There are two real impacts from this that this place should be aware of, and that the government should be ashamed that they have not taken into account. I have recently run a number of rural health forums around regional South Australia, and one of the consistent bits of feedback was that the delivery of health services into regional areas, both from GPs and allied health professionals, relies heavily on people being privately insured. Allied health professionals told us that the viability of their businesses depends on people who come to them with private health insurance, and once the businesses cut back—whether that be allied health professionals or private hospitals or the ability to encourage surgeons and other specialists to visit regional areas—we will see a collapse of services in parts of that market. Many people who are there in a private capacity also lend their services to the public system. If the floor on which they base their private practice is removed then we will see those services become unavailable to the public system because the state governments are not funding those services adequately through their hospitals.

There is another area in which this is particularly important. Allied health, which is what extras cover provides, is an important part of preventative health strategy. I met recently with the Podiatry Association, which indicated that Australia has the worst diabetes amputation rate in the industrialised world with 85 Australians losing a foot every week because of diabetes—about one every two hours.
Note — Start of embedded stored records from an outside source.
//! Bounded concurrent executor for per-issue workers.
//!
//! The pool owns a semaphore sized to `max_workers`. Each submitted issue
//! runs on its own task holding a permit until the worker and its completion
//! callback have both finished, so `active_count` never undercounts work that
//! is still touching shared state.

use std::collections::HashMap;
use std::panic::AssertUnwindSafe;
use std::sync::atomic::{AtomicBool, AtomicUsize, Ordering};
use std::sync::{Arc, Mutex, OnceLock, PoisonError};
use std::time::{Duration, Instant};

use anyhow::Result;
use futures::FutureExt;
use futures::future::BoxFuture;
use tokio::sync::Semaphore;
use tokio::task::{AbortHandle, JoinHandle};
use tracing::{info, warn};

use super::worker::{Worker, WorkerContext, WorkerResult};
use crate::agent::ProcessRegistry;
use crate::errors::PoolError;
use crate::issue::Issue;
use crate::tracker::CleanupReport;

/// Invoked exactly once with the worker's result.
pub type CompletionCallback = Box<dyn FnOnce(WorkerResult) -> BoxFuture<'static, ()> + Send>;

/// Grace period between SIGTERM and SIGKILL.
pub const TERMINATE_GRACE: Duration = Duration::from_secs(5);

struct InFlight {
    started_at: Instant,
    abort: AbortHandle,
}

pub struct WorkerPool {
    ctx: Arc<WorkerContext>,
    max_workers: usize,
    registry: Arc<ProcessRegistry>,
    semaphore: OnceLock<Arc<Semaphore>>,
    active: Arc<AtomicUsize>,
    in_flight: Arc<Mutex<HashMap<String, InFlight>>>,
    shutting_down: AtomicBool,
}

impl WorkerPool {
    pub fn new(ctx: Arc<WorkerContext>, max_workers: usize, registry: Arc<ProcessRegistry>) -> Self {
        Self {
            ctx,
            max_workers: max_workers.max(1),
            registry,
            semaphore: OnceLock::new(),
            active: Arc::new(AtomicUsize::new(0)),
            in_flight: Arc::new(Mutex::new(HashMap::new())),
            shutting_down: AtomicBool::new(false),
        }
    }

    /// Create the bounded pool and the worktree base directory. Idempotent.
    pub async fn start(&self) -> Result<()> {
        self.ctx.worktrees.ensure_base_dir().await?;
        self.semaphore
            .get_or_init(|| Arc::new(Semaphore::new(self.max_workers)));
        Ok(())
    }

    pub fn is_started(&self) -> bool {
        self.semaphore.get().is_some()
    }

    pub fn max_workers(&self) -> usize {
        self.max_workers
    }

    /// Running workers plus completion callbacks still in flight.
    pub fn active_count(&self) -> usize {
        self.active.load(Ordering::SeqCst)
    }

    pub fn has_capacity(&self) -> bool {
        self.active_count() < self.max_workers
    }

    /// Ids of issues submitted and not yet fully complete, with elapsed time.
    pub fn in_flight(&self) -> Vec<(String, Duration)> {
        let mut items: Vec<(String, Duration)> = lock(&self.in_flight)
            .iter()
            .map(|(id, entry)| (id.clone(), entry.started_at.elapsed()))
            .collect();
        items.sort();
        items
    }

    /// Spawn processing of `issue`. `on_complete` fires once after the worker
    /// finishes and before the slot is released.
    pub fn submit(
        &self,
        issue: Issue,
        on_complete: Option<CompletionCallback>,
    ) -> Result<JoinHandle<WorkerResult>, PoolError> {
        let semaphore = self.semaphore.get().cloned().ok_or(PoolError::NotStarted)?;
        if self.shutting_down.load(Ordering::SeqCst) {
            return Err(PoolError::ShuttingDown);
        }

        let worker = Worker::new(Arc::clone(&self.ctx));
        let active = Arc::clone(&self.active);
        let in_flight = Arc::clone(&self.in_flight);
        let id = issue.id.clone();
        active.fetch_add(1, Ordering::SeqCst);

        // Held across spawn so the task cannot remove its entry before it exists.
        let mut tracked = lock(&self.in_flight);
        let handle = tokio::spawn(async move {
            let result = match semaphore.acquire_owned().await {
                Ok(_permit) => {
                    let mut result = match AssertUnwindSafe(worker.process(&issue))
                        .catch_unwind()
                        .await
                    {
                        Ok(result) => result,
                        Err(panic) => WorkerResult::failure(
                            &issue,
                            format!("worker panicked: {}", panic_message(panic.as_ref())),
                        ),
                    };
                    if let Some(callback) = on_complete
                        && let Err(panic) = AssertUnwindSafe(callback(result.clone()))
                            .catch_unwind()
                            .await
                    {
                        warn!(issue = %issue.id, "completion callback panicked: {}", panic_message(panic.as_ref()));
                        result.error.get_or_insert_with(|| "completion callback panicked".into());
                    }
                    result
                }
                Err(_) => {
                    let mut result = WorkerResult::failure(&issue, "worker pool closed before the issue started");
                    result.interrupted = true;
                    if let Some(callback) = on_complete {
                        callback(result.clone()).await;
                    }
                    result
                }
            };
            lock(&in_flight).remove(&issue.id);
            active.fetch_sub(1, Ordering::SeqCst);
            result
        });
        tracked.insert(
            id,
            InFlight {
                started_at: Instant::now(),
                abort: handle.abort_handle(),
            },
        );
        Ok(handle)
    }

    /// Wait until nothing is active. Returns `false` on timeout.
    pub async fn wait_idle(&self, timeout: Duration) -> bool {
        let deadline = Instant::now() + timeout;
        loop {
            if self.active_count() == 0 {
                return true;
            }
            if Instant::now() >= deadline {
                return false;
            }
            tokio::time::sleep(Duration::from_millis(50)).await;
        }
    }

    /// Terminate every tracked agent process group (SIGTERM, grace, SIGKILL).
    /// Results of workers cut short this way are marked interrupted.
    pub async fn terminate_all_processes(&self) -> usize {
        self.ctx.terminating.cancel();
        self.registry.terminate_all(TERMINATE_GRACE).await
    }

    /// Best-effort removal of every worktree and worker branch.
    pub async fn cleanup_all_worktrees(&self) -> Result<CleanupReport> {
        self.ctx.worktrees.cleanup_all().await
    }

    /// Stop accepting work, give in-flight work `timeout` to finish, then
    /// terminate agents and abort whatever is left.
    pub async fn shutdown(&self, timeout: Duration) {
        self.shutting_down.store(true, Ordering::SeqCst);
        if let Some(semaphore) = self.semaphore.get() {
            semaphore.close();
        }
        if self.wait_idle(timeout).await {
            return;
        }

        let stragglers: Vec<String> = self.in_flight().into_iter().map(|(id, _)| id).collect();
        warn!(issues = ?stragglers, "workers still running at shutdown; terminating");
        self.terminate_all_processes().await;
        if self.wait_idle(TERMINATE_GRACE).await {
            return;
        }

        let mut tracked = lock(&self.in_flight);
        for (id, entry) in tracked.drain() {
            info!(issue = %id, "aborting worker task");
            entry.abort.abort();
        }
        self.active.store(0, Ordering::SeqCst);
    }
}

fn lock<T>(mutex: &Mutex<T>) -> std::sync::MutexGuard<'_, T> {
    mutex.lock().unwrap_or_else(PoisonError::into_inner)
}

fn panic_message(payload: &(dyn std::any::Any + Send)) -> String {
    if let Some(s) = payload.downcast_ref::<&str>() {
        s.to_string()
    } else if let Some(s) = payload.downcast_ref::<String>() {
        s.clone()
    } else {
        "unknown panic".to_string()
    }
}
Countries that have mainstreamed podiatry and multidisciplinary foot teams have amputation rates 40 to 65 per cent less than Australia's. Guidelines indicate that the 206,000 Australians with diabetes should have an average of four to eight consultations with a podiatrist each year as a preventative measure. Currently, Medicare only funds a total of five allied health consults, which means that many people will only get a Medicare funded podiatry consultation once or twice a year. At the moment, the gap for many people is made up with private health insurance.

The Podiatry Association had a proposal to see the number of Medicare places increased. Given that each amputation costs the health system $100,000 over the life of a patient, they highlighted that by increasing the number of Medicare funded places they would save 167,000 hospital bed days, 3,500 amputations and $400 million each year. If people drop their extras cover, it will reduce their access to podiatrists—and you could probably extend this across other allied health areas,. That means we will not be seeing the same level of preventive health care. The unintended consequence will be that more high cost health care is required in hospitals.

For purely ideological reasons this government is seeking to wind back private health insurance. This will have a flow-on effect not just through pressures on the public hospital system but particularly on regional communities because it undermines the viability of private practice. Perversely, it will increase costs for the government by decreasing people's access to preventive health care. There is much more I could say but, in deference to my colleague who wishes to speak before the government applies the guillotine, I will end by saying I do not support this bill.